Avrupa Minerals Announces Private Placement and Proposed Share Consolidation
Private Placement
Subject to the approval of the TSX Venture Exchange (the "Exchange"), the Company intends to proceed to a non-brokered private placement offering (the "Offering") for aggregate gross proceeds of a maximum of $500,000. The Offering will be comprised of up to 16,666,666 units (each, a "Unit") at a price of $0.03 on a pre-consolidation basis.
The pricing of the Offering is in reliance of the Temporary Relief Measures of the $0.05 Minimum Pricing Requirement (the "Temporary Relief Measures") established by the Exchange on April 8, 2020. In response to the COVID-19 pandemic, the Exchange published the Temporary Relief Measures, lowering the minimum price from $0.05 to $0.01 per share for shares issued pursuant to a private placement, where the market price of an issuer's shares is not greater than $0.05. The Company will seek to utilize such Temporary Relief Measures.
Each Unit will be comprised of one common share in the capital of the Company and one common share purchase warrant (each, a "Warrant"). Each Warrant will entitle the holder thereof to purchase one additional common share of the Company at an exercise price of $0.05 per common share on a pre-consolidation basis, for a period of 36 months from the date of closing of the Offering. Finders' fees of 7% in cash and 7% in finder warrants will be paid to eligible parties.
The proceeds from the issuance of the Units will be used by the Company to provide working capital for exploration programs in Portugal, Kosovo, potential new acquisitions, and for general corporate purposes.
Closing of the Offering is subject to all applicable regulatory approvals, including the approval of the Exchange. All securities are subject to a hold period of four months and one day in accordance with applicable securities laws.
Share Consolidation
The Company intends to consolidate its outstanding common shares on the basis of one (1) post-consolidation common share for every four (4) pre-consolidation common shares (the "Consolidation"). The Company will hold its next annual general and special meeting of shareholders on December 14, 2020 and will seek shareholder approval for the Consolidation at that meeting as required by the Company's articles.

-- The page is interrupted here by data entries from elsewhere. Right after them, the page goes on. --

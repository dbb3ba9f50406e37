// 🧑 Roster Record - one contract line of the roster
// Names are normalized on construction so identity matching is accent-insensitive.

use serde::{Deserialize, Serialize};
use std::fmt;
use unicode_general_category::{get_general_category, GeneralCategory};
use unicode_normalization::UnicodeNormalization;

/// Number of columns a roster row carries (feed and storage share the order)
pub const COLUMN_COUNT: usize = 11;

// ============================================================================
// LEAGUE
// ============================================================================

#[derive(Debug, Clone, Copy, PartialEq, Eq, Hash, Serialize, Deserialize)]
pub enum League {
    Pacific,
    Emea,
    Americas,
    Cn,
}

impl League {
    pub const ALL: [League; 4] = [League::Pacific, League::Emea, League::Americas, League::Cn];

    /// Code as it appears in the feed and in storage
    pub fn code(&self) -> &'static str {
        match self {
            League::Pacific => "PACIFIC",
            League::Emea => "EMEA",
            League::Americas => "AMERICAS",
            League::Cn => "CN",
        }
    }

    /// Exact, case-sensitive code match
    pub fn from_code(code: &str) -> Option<League> {
        League::ALL.into_iter().find(|league| league.code() == code)
    }
}

impl fmt::Display for League {
    fn fmt(&self, f: &mut fmt::Formatter<'_>) -> fmt::Result {
        f.write_str(self.code())
    }
}

// ============================================================================
// COMPOSITE KEY
// ============================================================================

/// Identity of a person across snapshots: (first_name, family_name) after normalization
#[derive(Debug, Clone, PartialEq, Eq, Hash, PartialOrd, Ord, Serialize)]
pub struct CompositeKey {
    pub first_name: String,
    pub family_name: String,
}

impl fmt::Display for CompositeKey {
    fn fmt(&self, f: &mut fmt::Formatter<'_>) -> fmt::Result {
        write!(f, "{} {}", self.first_name, self.family_name)
    }
}

// ============================================================================
// RECORD
// ============================================================================

/// One roster entry.
///
/// Fields are private so the normalization invariant on the names cannot be
/// broken after construction. Deserialization goes through [`Record::new`].
/// Equality compares every field.
#[derive(Debug, Clone, PartialEq, Eq, Serialize, Deserialize)]
#[serde(from = "StoredRecord")]
pub struct Record {
    league: League,
    team_name: String,
    handle_name: String,
    role: String,
    first_name: String,
    family_name: String,
    end_date: i32,
    resident: String,
    roster_status: String,
    team_tag: String,
    team_contact_info: String,
}

/// Builder input for [`Record::new`], in storage column order
#[derive(Debug, Clone, Default)]
pub struct RecordFields {
    pub team_name: String,
    pub handle_name: String,
    pub role: String,
    pub first_name: String,
    pub family_name: String,
    pub end_date: String,
    pub resident: String,
    pub roster_status: String,
    pub team_tag: String,
    pub team_contact_info: String,
}

/// Serialized shape of a [`Record`], normalized again on the way in
#[derive(Deserialize)]
struct StoredRecord {
    league: League,
    team_name: String,
    handle_name: String,
    role: String,
    first_name: String,
    family_name: String,
    end_date: i32,
    resident: String,
    roster_status: String,
    team_tag: String,
    team_contact_info: String,
}

impl From<StoredRecord> for Record {
    fn from(stored: StoredRecord) -> Self {
        Record::new(
            stored.league,
            RecordFields {
                team_name: stored.team_name,
                handle_name: stored.handle_name,
                role: stored.role,
                first_name: stored.first_name,
                family_name: stored.family_name,
                end_date: stored.end_date.to_string(),
                resident: stored.resident,
                roster_status: stored.roster_status,
                team_tag: stored.team_tag,
                team_contact_info: stored.team_contact_info,
            },
        )
    }
}

impl Record {
    pub fn new(league: League, fields: RecordFields) -> Self {
        Record {
            league,
            team_name: fields.team_name,
            handle_name: fields.handle_name,
            role: fields.role,
            first_name: normalize_name(&fields.first_name),
            family_name: normalize_name(&fields.family_name),
            end_date: parse_end_date(&fields.end_date),
            resident: fields.resident,
            roster_status: fields.roster_status,
            team_tag: fields.team_tag,
            team_contact_info: fields.team_contact_info,
        }
    }

    /// Build from a positional row (league, team, handle, role, first, family,
    /// end_date, resident, roster_status, team_tag, team_contact_info).
    ///
    /// Returns `None` when the row is short or the league code is unknown.
    /// Columns past the eleventh are ignored.
    pub fn from_fields<S: AsRef<str>>(fields: &[S]) -> Option<Record> {
        if fields.len() < COLUMN_COUNT {
            return None;
        }
        let col = |i: usize| fields[i].as_ref().to_string();
        let league = League::from_code(fields[0].as_ref())?;

        Some(Record::new(
            league,
            RecordFields {
                team_name: col(1),
                handle_name: col(2),
                role: col(3),
                first_name: col(4),
                family_name: col(5),
                end_date: col(6),
                resident: col(7),
                roster_status: col(8),
                team_tag: col(9),
                team_contact_info: col(10),
            },
        ))
    }

    pub fn key(&self) -> CompositeKey {
        CompositeKey {
            first_name: self.first_name.clone(),
            family_name: self.family_name.clone(),
        }
    }

    pub fn league(&self) -> League {
        self.league
    }

    pub fn team_name(&self) -> &str {
        &self.team_name
    }

    pub fn handle_name(&self) -> &str {
        &self.handle_name
    }

    pub fn role(&self) -> &str {
        &self.role
    }

    pub fn first_name(&self) -> &str {
        &self.first_name
    }

    pub fn family_name(&self) -> &str {
        &self.family_name
    }

    /// Contract end year, 0 when unknown
    pub fn end_date(&self) -> i32 {
        self.end_date
    }

    pub fn resident(&self) -> &str {
        &self.resident
    }

    pub fn roster_status(&self) -> &str {
        &self.roster_status
    }

    pub fn team_tag(&self) -> &str {
        &self.team_tag
    }

    pub fn team_contact_info(&self) -> &str {
        &self.team_contact_info
    }

    /// The 11 columns as text, in storage order
    pub fn values(&self) -> [String; COLUMN_COUNT] {
        [
            self.league.code().to_string(),
            self.team_name.clone(),
            self.handle_name.clone(),
            self.role.clone(),
            self.first_name.clone(),
            self.family_name.clone(),
            self.end_date.to_string(),
            self.resident.clone(),
            self.roster_status.clone(),
            self.team_tag.clone(),
            self.team_contact_info.clone(),
        ]
    }
}

// ============================================================================
// NORMALIZATION
// ============================================================================

/// Canonical decomposition with every non-spacing mark removed ("José" → "Jose")
pub fn normalize_name(name: &str) -> String {
    name.nfd()
        .filter(|c| get_general_category(*c) != GeneralCategory::NonspacingMark)
        .collect()
}

/// Integer year, 0 for empty or non-numeric input
pub fn parse_end_date(raw: &str) -> i32 {
    raw.trim().parse().unwrap_or(0)
}

// ============================================================================
// TESTS
// ============================================================================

As of the date hereof, the Company has 114,073,797 common shares outstanding. Assuming the private placement is fully subscribed, the Company will have 130,740,463 pre-consolidation common shares issued and outstanding and, upon completion of the Consolidation, the Company will have 32,685,116 post-consolidation common shares issued and outstanding.
The board of directors believes it is in the best interest of the Company to approve the Consolidation. The Consolidation will increase the Company's flexibility and competitiveness in the market place and make the Company's securities more attractive to a wider audience of potential investors, thereby resulting in a more efficient market for its common shares.
The Consolidation will affect all shareholders of the Company uniformly and affect all of the Company's stock options and warrants issued and outstanding at the effective date. At the time of the Consolidation, the number, exchange basis or exercise price of all stock options and warrants issued and outstanding will be adjusted to reflect the Consolidation.
The Consolidation is subject to shareholder and regulatory approval, including the approval of the Exchange.
Avrupa Minerals Ltd. is a growth-oriented junior exploration and development company directed to discovery of mineral deposits, using a hybrid prospect generator business model. The Company holds one 100%-owned license in Portugal, the Alvalade VMS Project, now optioned to MATSA in an earn-in joint venture agreement. Avrupa focuses its project generation work in politically stable and prospective regions of Europe, presently including Portugal and Kosovo. The Company continues to seek and develop other opportunities around Europe.
For additional information, contact Avrupa Minerals Ltd. at 1-604-687-3520 or visit our website at www.avrupaminerals.com.
On behalf of the Board,
"Paul W. Kuhn"
Paul W. Kuhn, President & Director
This news release was prepared by Company management, who take full responsibility for its content. Paul W. Kuhn, President and CEO of Avrupa Minerals, a Licensed Professional Geologist and a Registered Member of the Society of Mining Engineers, is a Qualified Person as defined by National Instrument 43-101 of the Canadian Securities Administrators. He has reviewed the technical disclosure in this release. Mr. Kuhn, the QP, has not only reviewed, but prepared and supervised the preparation or approval of the scientific and technical content in the news release.
Neither the TSX Venture Exchange nor its Regulation Services Provider (as that term is defined in the policies of the TSX Venture Exchange) accepts responsibility for the adequacy or accuracy of this release.